Con hipotecas a plazos tan largos como las concedidas durante la burbuja, este caso va a ser cada vez más frecuente. El principio que rige esto es : «Se hereda todo, lo bueno y lo malo, los activos y las deudas». Por tanto los hijos, cónyuge… quien marque la línea sucesoria y/o testamento heredara la vivienda (o su parte) y la hipoteca. Ahora bien una herencia se puede aceptar, rechazar o incluso tenemos la opción de «herencia a beneficio del inventario» (con esta opción se limitan las deudas a máximo el valor de lo heredado).
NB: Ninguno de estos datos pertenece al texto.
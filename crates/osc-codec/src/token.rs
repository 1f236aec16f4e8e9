//! Wire tokens produced while walking a packet

/// What the reader expects next, or what a type tag character stands for
#[derive(Debug, Clone, Copy, PartialEq, Eq, Hash, Default)]
pub enum OscToken {
    #[default]
    None,
    OscAddress,
    TypeTag,
    Char,
    /// Either `True` or `False`
    Bool,
    True,
    False,
    String,
    Symbol,
    Impulse,
    Null,
    Int,
    Long,
    Float,
    Double,
    TimeTag,
    Blob,
    Color,
    Midi,
    ArrayStart,
    ArrayEnd,
    /// Array elements of more than one type
    MixedTypes,
    End,
    BundleMessageLength,
}

impl OscToken {
    /// Map a type tag character to its token
    pub fn from_type_tag(c: u8) -> Option<Self> {
        match c {
            b'b' => Some(OscToken::Blob),
            b's' => Some(OscToken::String),
            b'S' => Some(OscToken::Symbol),
            b'i' => Some(OscToken::Int),
            b'h' => Some(OscToken::Long),
            b'f' => Some(OscToken::Float),
            b'd' => Some(OscToken::Double),
            b't' => Some(OscToken::TimeTag),
            b'c' => Some(OscToken::Char),
            b'r' => Some(OscToken::Color),
            b'm' => Some(OscToken::Midi),
            b'T' => Some(OscToken::True),
            b'F' => Some(OscToken::False),
            b'N' => Some(OscToken::Null),
            b'I' => Some(OscToken::Impulse),
            b'[' => Some(OscToken::ArrayStart),
            b']' => Some(OscToken::ArrayEnd),
            _ => None,
        }
    }

    /// The type tag character written for this token, if it has one
    pub fn type_tag(self) -> Option<u8> {
        match self {
            OscToken::Blob => Some(b'b'),
            OscToken::String => Some(b's'),
            OscToken::Symbol => Some(b'S'),
            OscToken::Int => Some(b'i'),
            OscToken::Long => Some(b'h'),
            OscToken::Float => Some(b'f'),
            OscToken::Double => Some(b'd'),
            OscToken::TimeTag => Some(b't'),
            OscToken::Char => Some(b'c'),
            OscToken::Color => Some(b'r'),
            OscToken::Midi => Some(b'm'),
            OscToken::True => Some(b'T'),
            OscToken::False => Some(b'F'),
            OscToken::Null => Some(b'N'),
            OscToken::Impulse => Some(b'I'),
            OscToken::ArrayStart => Some(b'['),
            OscToken::ArrayEnd => Some(b']'),
            _ => None,
        }
    }

    /// Fixed payload size in bytes, `None` for variable-length tokens
    pub fn fixed_size(self) -> Option<usize> {
        match self {
            OscToken::True | OscToken::False | OscToken::Null | OscToken::Impulse => Some(0),
            OscToken::Char | OscToken::Int | OscToken::Float | OscToken::Color | OscToken::Midi => {
                Some(4)
            }
            OscToken::Long | OscToken::Double | OscToken::TimeTag => Some(8),
            _ => None,
        }
    }
}
//! Lexer for the textual packet form

use crate::{Error, Result};

/// Lexical token kinds
#[derive(Debug, Clone, Copy, PartialEq, Eq, Hash)]
pub enum TextToken {
    /// Bare text up to the next `,`, `]` or `}`
    Literal,
    /// `"..."`
    String,
    /// `$"..."`
    Symbol,
    /// `'...'`
    Char,
    /// `,`
    Separator,
    ArrayStart,
    ArrayEnd,
    ObjectStart,
    ObjectEnd,
    End,
}

/// Splits text into [`TextToken`]s, borrowing token text from the input
#[derive(Debug, Clone)]
pub struct Tokenizer<'a> {
    input: &'a str,
    position: usize,
}

impl<'a> Tokenizer<'a> {
    pub fn new(input: &'a str) -> Self {
        Self { input, position: 0 }
    }

    pub fn position(&self) -> usize {
        self.position
    }

    /// Next non-whitespace character without consuming anything
    pub fn peek_char(&self) -> Option<char> {
        self.input[self.position..]
            .chars()
            .find(|c| !is_whitespace(*c))
    }

    /// Next token and its text. Quoted tokens yield the text between the
    /// quotes, still escaped; punctuation yields an empty string.
    pub fn next_token(&mut self) -> Result<(TextToken, &'a str)> {
        self.skip_whitespace();

        let rest = &self.input[self.position..];
        let Some(c) = rest.chars().next() else {
            return Ok((TextToken::End, ""));
        };

        let token = match c {
            '$' if rest[1..].starts_with('"') => {
                self.position += 2;
                return Ok((TextToken::Symbol, self.read_quoted('"')?));
            }
            '"' => {
                self.position += 1;
                return Ok((TextToken::String, self.read_quoted('"')?));
            }
            '\'' => {
                self.position += 1;
                return Ok((TextToken::Char, self.read_quoted('\'')?));
            }
            ',' => TextToken::Separator,
            '[' => TextToken::ArrayStart,
            ']' => TextToken::ArrayEnd,
            '{' => TextToken::ObjectStart,
            '}' => TextToken::ObjectEnd,
            _ => return Ok((TextToken::Literal, self.read_literal())),
        };

        self.position += 1;
        Ok((token, ""))
    }

    /// Name of an object, up to and including its `:`
    pub fn read_object_name(&mut self) -> Result<&'a str> {
        let rest = &self.input[self.position..];

        match rest.find([',', ':', ']', '}']) {
            Some(index) if rest[index..].starts_with(':') => {
                self.position += index + 1;
                Ok(rest[..index].trim())
            }
            Some(index) => Err(Error::InvalidObjectName(format!(
                "invalid object name {}",
                rest[..index].trim()
            ))),
            None => Err(Error::InvalidObjectName(format!(
                "invalid object name {}",
                rest.trim()
            ))),
        }
    }

    fn read_literal(&mut self) -> &'a str {
        let rest = &self.input[self.position..];
        let end = rest.find([',', ']', '}']).unwrap_or(rest.len());
        self.position += end;
        &rest[..end]
    }

    /// Text up to the unescaped closing `quote`, which is consumed
    fn read_quoted(&mut self, quote: char) -> Result<&'a str> {
        let rest = &self.input[self.position..];
        let mut escaped = false;

        for (index, c) in rest.char_indices() {
            if escaped {
                escaped = false;
                continue;
            }

            if c == '\\' {
                escaped = true;
            } else if c == quote {
                self.position += index + c.len_utf8();
                return Ok(&rest[..index]);
            }
        }

        Err(Error::InvalidValue(format!(
            "unterminated quoted value starting at {}",
            self.position
        )))
    }

    fn skip_whitespace(&mut self) {
        let rest = &self.input[self.position..];
        let skipped = rest
            .find(|c: char| !is_whitespace(c))
            .unwrap_or(rest.len());
        self.position += skipped;
    }
}

fn is_whitespace(c: char) -> bool {
    matches!(c, ' ' | '\n' | '\r' | '\t')
}

#[cfg(test)]
mod tests {
    use super::*;

    fn tokens(input: &str) -> Vec<(TextToken, &str)> {
        let mut tokenizer = Tokenizer::new(input);
        let mut out = Vec::new();
        loop {
            let token = tokenizer.next_token().unwrap();
            out.push(token);
            if token.0 == TextToken::End {
                return out;
            }
        }
    }

    #[test]
    fn test_message_tokens() {
        assert_eq!(
            tokens("/test, 1, \"two\", $\"three\", 'c', [4]"),
            vec![
                (TextToken::Literal, "/test"),
                (TextToken::Separator, ""),
                (TextToken::Literal, " 1"),
                (TextToken::Separator, ""),
                (TextToken::String, "two"),
                (TextToken::Separator, ""),
                (TextToken::Symbol, "three"),
                (TextToken::Separator, ""),
                (TextToken::Char, "c"),
                (TextToken::Separator, ""),
                (TextToken::ArrayStart, ""),
                (TextToken::Literal, "4"),
                (TextToken::ArrayEnd, ""),
                (TextToken::End, ""),
            ]
        );
    }

    #[test]
    fn test_escaped_quote() {
        let mut tokenizer = Tokenizer::new(r#""say \"hi\"""#);
        assert_eq!(
            tokenizer.next_token().unwrap(),
            (TextToken::String, r#"say \"hi\""#)
        );
    }

    #[test]
    fn test_dollar_literal() {
        let mut tokenizer = Tokenizer::new("$money");
        assert_eq!(tokenizer.next_token().unwrap(), (TextToken::Literal, "$money"));
    }

    #[test]
    fn test_object_name() {
        let mut tokenizer = Tokenizer::new("{ blob: 1 }");
        assert_eq!(tokenizer.next_token().unwrap().0, TextToken::ObjectStart);
        assert_eq!(tokenizer.read_object_name().unwrap(), "blob");

        let mut tokenizer = Tokenizer::new("{ blob, 1 }");
        tokenizer.next_token().unwrap();
        assert!(matches!(
            tokenizer.read_object_name(),
            Err(Error::InvalidObjectName(_))
        ));
    }

    #[test]
    fn test_unterminated_string() {
        let mut tokenizer = Tokenizer::new("\"open");
        assert!(tokenizer.next_token().is_err());
    }
}
//! Wire size calculation
//!
//! Every function here must agree byte for byte with what
//! [`OscWriter`](crate::OscWriter) produces.

use crate::OscValue;

/// Zero bytes needed after `len` bytes to reach a 4-byte boundary
#[inline]
pub const fn padding(len: usize) -> usize {
    (4 - len % 4) % 4
}

/// `len` rounded up to a multiple of 4
#[inline]
pub const fn padded(len: usize) -> usize {
    len + padding(len)
}

/// String or symbol: UTF-8 bytes plus terminator, padded
#[inline]
pub fn string_size(s: &str) -> usize {
    padded(s.len() + 1)
}

/// Blob: length prefix plus bytes, padded
#[inline]
pub fn blob_size(b: &[u8]) -> usize {
    4 + padded(b.len())
}

/// Type tag characters for `args`, with array brackets counted
pub fn type_tag_len(args: &[OscValue]) -> usize {
    args.iter().map(OscValue::type_tag_len).sum()
}

/// Bytes of the argument section
pub fn arguments_size(args: &[OscValue]) -> usize {
    args.iter().map(OscValue::size_in_bytes).sum()
}

/// Full message size: address, type tag and arguments
pub fn message_size(address: &str, args: &[OscValue]) -> usize {
    if address.is_empty() {
        return 0;
    }

    let size = padded(address.len() + 1);

    if args.is_empty() {
        // ",\0\0\0"
        return size + 4;
    }

    // comma + tags + terminator
    size + padded(1 + type_tag_len(args) + 1) + arguments_size(args)
}

#[cfg(test)]
mod tests {
    use super::*;

    #[test]
    fn test_padding() {
        assert_eq!(padding(0), 0);
        assert_eq!(padding(1), 3);
        assert_eq!(padding(3), 1);
        assert_eq!(padding(4), 0);
        assert_eq!(padded(5), 8);
    }

    #[test]
    fn test_message_size() {
        assert_eq!(message_size("/test", &[]), 12);
        assert_eq!(message_size("/test", &[OscValue::Int(42)]), 16);
        assert_eq!(message_size("/abc", &[OscValue::Int(42)]), 16);
        let three = [OscValue::Float(1.0), OscValue::Float(2.0), OscValue::Float(3.0)];
        assert_eq!(message_size("/test", &three), 8 + 8 + 12);
    }
}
Por tanto, si no se rechaza la herencia, el heredero obtendrá una parte (o un todo) de una vivienda y su hipoteca si la tuviera.

La posición de los bancos en este punto ha sido cubrirse las espaldas ante el caso de muerte, y es habitual que contraten seguros de vida sobre los hipotecados siendo el banco el beneficiado. De este modo, a la muerte del hipotecado, se ejecuta el seguro que cancela la hipoteca con lo que el banco queda pagado y los herederos libres de cargas hipotecarias. Es habitual su contratación en España en el momento de la firma de la hipoteca.

¿Qué pasa caso de venta de inmueble?

En este caso lo que suele marcar el contrato es que la cantidad recibida por el vendedor (e hipotecado) debe ir a cubrir en primer término la hipoteca. En algunos casos los bancos aceptan una novación de hipoteca cambiando el titular al nuevo comprador. Si es con otra entidad, entonces el proceso es subrogación de hipoteca y es mas complicado y costoso que la novación.

¿Qué pasa si con los años la tasación es inferior a la hipoteca de la vivienda?

Caso habitual en estos años. Pues es una situación de «peligro»  puesto que si queremos vender, el banco puede bloquear la venta al no cubrir el valor del préstamo. Es una situación peligrosa puesto que si impagásemos al banco y tuviéramos que vender, el banco podría bloquear la venta a ofertas posibles por no cubrir la hipoteca con lo que saldría a subasta y probablemente acabaría en manos bancarias por el 70% quedando el 30% a deber más las costas (que son altas).